### What you are asked to do
Each line of the records that holds "restored" should be shown in full.

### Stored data
++++++++++++++++++++

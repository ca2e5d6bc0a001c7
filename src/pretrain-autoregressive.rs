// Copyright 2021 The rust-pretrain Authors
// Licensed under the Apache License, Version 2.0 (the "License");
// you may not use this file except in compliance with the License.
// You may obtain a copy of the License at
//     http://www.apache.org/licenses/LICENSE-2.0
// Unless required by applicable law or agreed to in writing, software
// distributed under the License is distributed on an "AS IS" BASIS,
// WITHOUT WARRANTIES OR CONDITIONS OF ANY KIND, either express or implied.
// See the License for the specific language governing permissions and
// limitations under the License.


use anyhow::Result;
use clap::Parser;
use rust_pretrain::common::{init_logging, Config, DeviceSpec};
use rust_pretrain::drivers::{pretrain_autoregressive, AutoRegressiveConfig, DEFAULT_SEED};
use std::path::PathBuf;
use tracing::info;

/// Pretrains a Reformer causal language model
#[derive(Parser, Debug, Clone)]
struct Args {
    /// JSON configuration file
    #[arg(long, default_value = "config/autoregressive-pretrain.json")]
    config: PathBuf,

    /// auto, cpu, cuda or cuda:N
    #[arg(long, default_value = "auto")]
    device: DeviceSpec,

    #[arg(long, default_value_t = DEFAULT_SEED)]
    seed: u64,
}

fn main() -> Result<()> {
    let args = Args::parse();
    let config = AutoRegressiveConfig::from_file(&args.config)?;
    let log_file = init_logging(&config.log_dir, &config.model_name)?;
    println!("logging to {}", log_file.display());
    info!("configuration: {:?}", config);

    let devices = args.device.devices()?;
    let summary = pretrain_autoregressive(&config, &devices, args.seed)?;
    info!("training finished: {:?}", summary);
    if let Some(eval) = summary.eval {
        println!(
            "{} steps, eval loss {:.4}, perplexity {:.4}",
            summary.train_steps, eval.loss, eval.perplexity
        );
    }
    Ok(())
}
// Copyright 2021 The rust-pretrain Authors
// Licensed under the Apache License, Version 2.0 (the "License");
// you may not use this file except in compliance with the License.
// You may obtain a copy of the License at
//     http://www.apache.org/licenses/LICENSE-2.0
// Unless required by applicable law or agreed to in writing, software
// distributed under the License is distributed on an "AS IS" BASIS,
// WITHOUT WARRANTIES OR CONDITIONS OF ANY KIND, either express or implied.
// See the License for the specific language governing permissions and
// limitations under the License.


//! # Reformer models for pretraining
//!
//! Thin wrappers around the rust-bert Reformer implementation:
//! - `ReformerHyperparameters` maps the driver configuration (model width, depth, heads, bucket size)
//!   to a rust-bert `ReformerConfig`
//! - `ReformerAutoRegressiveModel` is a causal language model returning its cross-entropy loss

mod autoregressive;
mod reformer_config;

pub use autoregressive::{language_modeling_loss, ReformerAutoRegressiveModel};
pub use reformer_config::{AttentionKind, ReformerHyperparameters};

++++++++++++++++++++

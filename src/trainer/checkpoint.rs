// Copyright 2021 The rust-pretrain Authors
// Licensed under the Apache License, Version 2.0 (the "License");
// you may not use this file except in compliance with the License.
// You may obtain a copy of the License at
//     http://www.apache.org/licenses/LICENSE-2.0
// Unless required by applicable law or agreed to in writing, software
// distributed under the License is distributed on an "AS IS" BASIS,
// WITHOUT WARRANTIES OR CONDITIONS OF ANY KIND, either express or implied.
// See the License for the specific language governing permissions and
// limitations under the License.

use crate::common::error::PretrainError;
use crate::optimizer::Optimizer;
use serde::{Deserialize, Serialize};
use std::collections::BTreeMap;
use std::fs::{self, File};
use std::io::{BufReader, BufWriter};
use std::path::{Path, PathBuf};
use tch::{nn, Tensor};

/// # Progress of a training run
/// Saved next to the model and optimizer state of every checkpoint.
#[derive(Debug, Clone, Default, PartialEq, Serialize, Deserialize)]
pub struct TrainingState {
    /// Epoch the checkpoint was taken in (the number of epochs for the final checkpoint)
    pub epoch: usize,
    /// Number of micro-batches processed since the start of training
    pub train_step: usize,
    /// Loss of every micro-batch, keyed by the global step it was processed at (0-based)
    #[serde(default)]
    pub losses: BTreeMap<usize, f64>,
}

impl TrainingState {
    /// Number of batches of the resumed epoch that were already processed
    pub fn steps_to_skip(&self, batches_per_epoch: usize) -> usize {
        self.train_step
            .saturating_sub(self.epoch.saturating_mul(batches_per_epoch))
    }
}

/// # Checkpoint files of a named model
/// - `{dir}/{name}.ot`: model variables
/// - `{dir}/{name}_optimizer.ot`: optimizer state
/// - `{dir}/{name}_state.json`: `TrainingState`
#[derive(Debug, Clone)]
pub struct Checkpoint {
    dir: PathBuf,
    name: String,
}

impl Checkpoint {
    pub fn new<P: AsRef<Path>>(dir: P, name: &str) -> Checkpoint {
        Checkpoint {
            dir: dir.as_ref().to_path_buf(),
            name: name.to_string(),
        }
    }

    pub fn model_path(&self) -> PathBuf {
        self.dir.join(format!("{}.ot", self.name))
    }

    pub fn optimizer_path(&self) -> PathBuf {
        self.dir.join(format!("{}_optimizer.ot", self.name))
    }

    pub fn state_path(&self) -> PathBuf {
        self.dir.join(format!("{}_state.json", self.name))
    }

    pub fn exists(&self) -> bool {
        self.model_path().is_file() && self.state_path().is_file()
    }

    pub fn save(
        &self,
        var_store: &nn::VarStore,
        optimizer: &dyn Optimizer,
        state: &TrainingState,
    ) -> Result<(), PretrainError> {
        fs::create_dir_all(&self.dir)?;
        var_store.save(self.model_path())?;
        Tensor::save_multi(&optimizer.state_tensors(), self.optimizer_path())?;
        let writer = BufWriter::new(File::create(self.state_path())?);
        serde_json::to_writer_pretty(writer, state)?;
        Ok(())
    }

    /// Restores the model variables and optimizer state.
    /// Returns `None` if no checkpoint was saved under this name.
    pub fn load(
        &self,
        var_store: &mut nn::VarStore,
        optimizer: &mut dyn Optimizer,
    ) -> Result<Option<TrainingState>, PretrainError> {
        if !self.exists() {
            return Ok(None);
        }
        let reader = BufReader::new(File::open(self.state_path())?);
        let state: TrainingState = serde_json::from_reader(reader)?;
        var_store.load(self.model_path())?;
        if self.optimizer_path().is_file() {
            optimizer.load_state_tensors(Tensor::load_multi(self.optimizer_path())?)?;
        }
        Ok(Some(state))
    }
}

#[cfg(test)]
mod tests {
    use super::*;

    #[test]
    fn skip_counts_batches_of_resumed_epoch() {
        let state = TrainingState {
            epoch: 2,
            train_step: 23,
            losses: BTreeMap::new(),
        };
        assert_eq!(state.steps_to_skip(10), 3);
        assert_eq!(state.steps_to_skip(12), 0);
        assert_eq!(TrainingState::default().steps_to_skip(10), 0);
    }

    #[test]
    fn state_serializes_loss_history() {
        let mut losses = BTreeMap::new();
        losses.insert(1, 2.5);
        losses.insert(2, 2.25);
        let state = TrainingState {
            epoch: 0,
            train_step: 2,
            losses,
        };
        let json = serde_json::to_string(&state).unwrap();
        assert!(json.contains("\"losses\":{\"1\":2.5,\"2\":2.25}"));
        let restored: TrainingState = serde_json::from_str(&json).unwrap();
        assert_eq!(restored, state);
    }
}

++++++++++++++++++++

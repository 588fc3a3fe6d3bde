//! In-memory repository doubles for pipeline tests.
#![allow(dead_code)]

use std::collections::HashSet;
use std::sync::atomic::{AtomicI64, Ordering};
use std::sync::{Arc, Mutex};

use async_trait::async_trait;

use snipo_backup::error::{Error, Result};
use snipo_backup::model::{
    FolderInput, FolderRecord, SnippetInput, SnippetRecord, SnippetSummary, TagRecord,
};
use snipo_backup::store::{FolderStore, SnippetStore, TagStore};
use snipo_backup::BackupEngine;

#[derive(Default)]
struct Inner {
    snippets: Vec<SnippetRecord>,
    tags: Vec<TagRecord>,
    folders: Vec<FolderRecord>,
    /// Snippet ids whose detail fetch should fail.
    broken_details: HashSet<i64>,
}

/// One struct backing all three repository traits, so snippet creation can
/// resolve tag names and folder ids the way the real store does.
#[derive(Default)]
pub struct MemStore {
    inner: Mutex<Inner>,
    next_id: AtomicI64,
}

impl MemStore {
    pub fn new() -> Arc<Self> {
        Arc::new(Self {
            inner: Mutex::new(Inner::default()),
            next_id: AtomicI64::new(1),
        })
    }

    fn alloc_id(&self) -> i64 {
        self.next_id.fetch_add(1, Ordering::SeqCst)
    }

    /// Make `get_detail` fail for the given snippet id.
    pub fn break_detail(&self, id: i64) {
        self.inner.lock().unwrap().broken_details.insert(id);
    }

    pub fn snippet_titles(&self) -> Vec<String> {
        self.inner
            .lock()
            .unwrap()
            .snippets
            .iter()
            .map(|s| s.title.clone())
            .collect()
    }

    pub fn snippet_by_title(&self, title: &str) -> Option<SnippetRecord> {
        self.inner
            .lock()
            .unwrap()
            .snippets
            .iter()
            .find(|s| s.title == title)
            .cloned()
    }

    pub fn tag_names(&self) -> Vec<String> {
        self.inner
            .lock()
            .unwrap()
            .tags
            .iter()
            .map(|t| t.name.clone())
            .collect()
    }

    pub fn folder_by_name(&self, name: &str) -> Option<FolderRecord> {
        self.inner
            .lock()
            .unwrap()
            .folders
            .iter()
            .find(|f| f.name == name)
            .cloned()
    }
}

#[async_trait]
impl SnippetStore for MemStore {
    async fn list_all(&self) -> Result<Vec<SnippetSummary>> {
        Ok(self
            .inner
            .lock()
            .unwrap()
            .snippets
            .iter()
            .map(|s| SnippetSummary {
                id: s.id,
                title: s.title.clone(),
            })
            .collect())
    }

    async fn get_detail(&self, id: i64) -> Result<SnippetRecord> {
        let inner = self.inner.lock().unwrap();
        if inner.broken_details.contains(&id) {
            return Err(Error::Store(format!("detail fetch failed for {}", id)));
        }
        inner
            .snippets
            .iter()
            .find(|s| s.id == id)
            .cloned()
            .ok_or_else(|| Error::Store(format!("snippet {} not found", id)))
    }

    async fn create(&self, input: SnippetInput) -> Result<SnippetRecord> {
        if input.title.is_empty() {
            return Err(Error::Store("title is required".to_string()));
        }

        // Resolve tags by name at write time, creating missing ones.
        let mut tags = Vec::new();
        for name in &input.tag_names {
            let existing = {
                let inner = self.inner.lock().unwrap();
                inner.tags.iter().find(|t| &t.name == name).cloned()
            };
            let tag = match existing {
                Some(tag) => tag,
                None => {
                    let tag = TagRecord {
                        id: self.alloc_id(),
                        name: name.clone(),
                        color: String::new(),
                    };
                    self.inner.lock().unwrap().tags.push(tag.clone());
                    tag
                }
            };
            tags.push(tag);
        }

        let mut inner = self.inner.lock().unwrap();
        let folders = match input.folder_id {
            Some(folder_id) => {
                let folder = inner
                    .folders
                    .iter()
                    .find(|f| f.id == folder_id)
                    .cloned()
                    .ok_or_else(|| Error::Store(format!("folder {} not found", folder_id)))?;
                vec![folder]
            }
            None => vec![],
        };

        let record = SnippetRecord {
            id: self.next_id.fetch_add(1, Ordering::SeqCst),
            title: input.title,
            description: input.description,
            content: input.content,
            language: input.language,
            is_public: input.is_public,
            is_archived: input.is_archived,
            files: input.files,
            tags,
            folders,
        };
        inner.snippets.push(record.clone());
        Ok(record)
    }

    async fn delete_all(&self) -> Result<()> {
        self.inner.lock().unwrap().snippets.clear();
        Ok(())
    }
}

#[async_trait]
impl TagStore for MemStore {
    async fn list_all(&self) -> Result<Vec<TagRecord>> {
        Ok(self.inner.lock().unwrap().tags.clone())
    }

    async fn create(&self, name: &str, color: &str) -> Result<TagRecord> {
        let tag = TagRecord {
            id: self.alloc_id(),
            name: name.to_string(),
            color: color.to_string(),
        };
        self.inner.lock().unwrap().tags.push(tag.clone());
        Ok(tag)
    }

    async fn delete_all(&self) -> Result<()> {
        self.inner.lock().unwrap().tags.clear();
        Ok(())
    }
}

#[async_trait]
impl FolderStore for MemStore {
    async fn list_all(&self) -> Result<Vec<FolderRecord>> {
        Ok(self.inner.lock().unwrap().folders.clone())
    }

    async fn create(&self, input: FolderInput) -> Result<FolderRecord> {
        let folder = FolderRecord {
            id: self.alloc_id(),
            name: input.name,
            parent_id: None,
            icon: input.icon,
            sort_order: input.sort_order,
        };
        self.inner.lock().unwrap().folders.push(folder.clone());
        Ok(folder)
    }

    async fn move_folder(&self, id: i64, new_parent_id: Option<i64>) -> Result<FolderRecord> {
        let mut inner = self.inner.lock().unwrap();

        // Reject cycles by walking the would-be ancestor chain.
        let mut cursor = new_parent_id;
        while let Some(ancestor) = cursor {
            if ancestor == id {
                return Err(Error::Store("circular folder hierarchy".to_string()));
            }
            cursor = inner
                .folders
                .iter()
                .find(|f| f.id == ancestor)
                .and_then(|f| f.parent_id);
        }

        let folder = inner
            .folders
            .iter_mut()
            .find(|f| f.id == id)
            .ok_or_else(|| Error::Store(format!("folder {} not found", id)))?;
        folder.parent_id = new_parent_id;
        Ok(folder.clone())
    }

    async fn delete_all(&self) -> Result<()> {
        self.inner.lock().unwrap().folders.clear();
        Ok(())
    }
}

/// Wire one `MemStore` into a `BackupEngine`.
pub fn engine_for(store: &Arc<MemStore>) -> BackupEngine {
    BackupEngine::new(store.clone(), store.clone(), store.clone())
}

++++++++++++++++++++

### Expected answer
        let restored: TrainingState = serde_json::from_str(&json).unwrap();
        assert_eq!(restored, state);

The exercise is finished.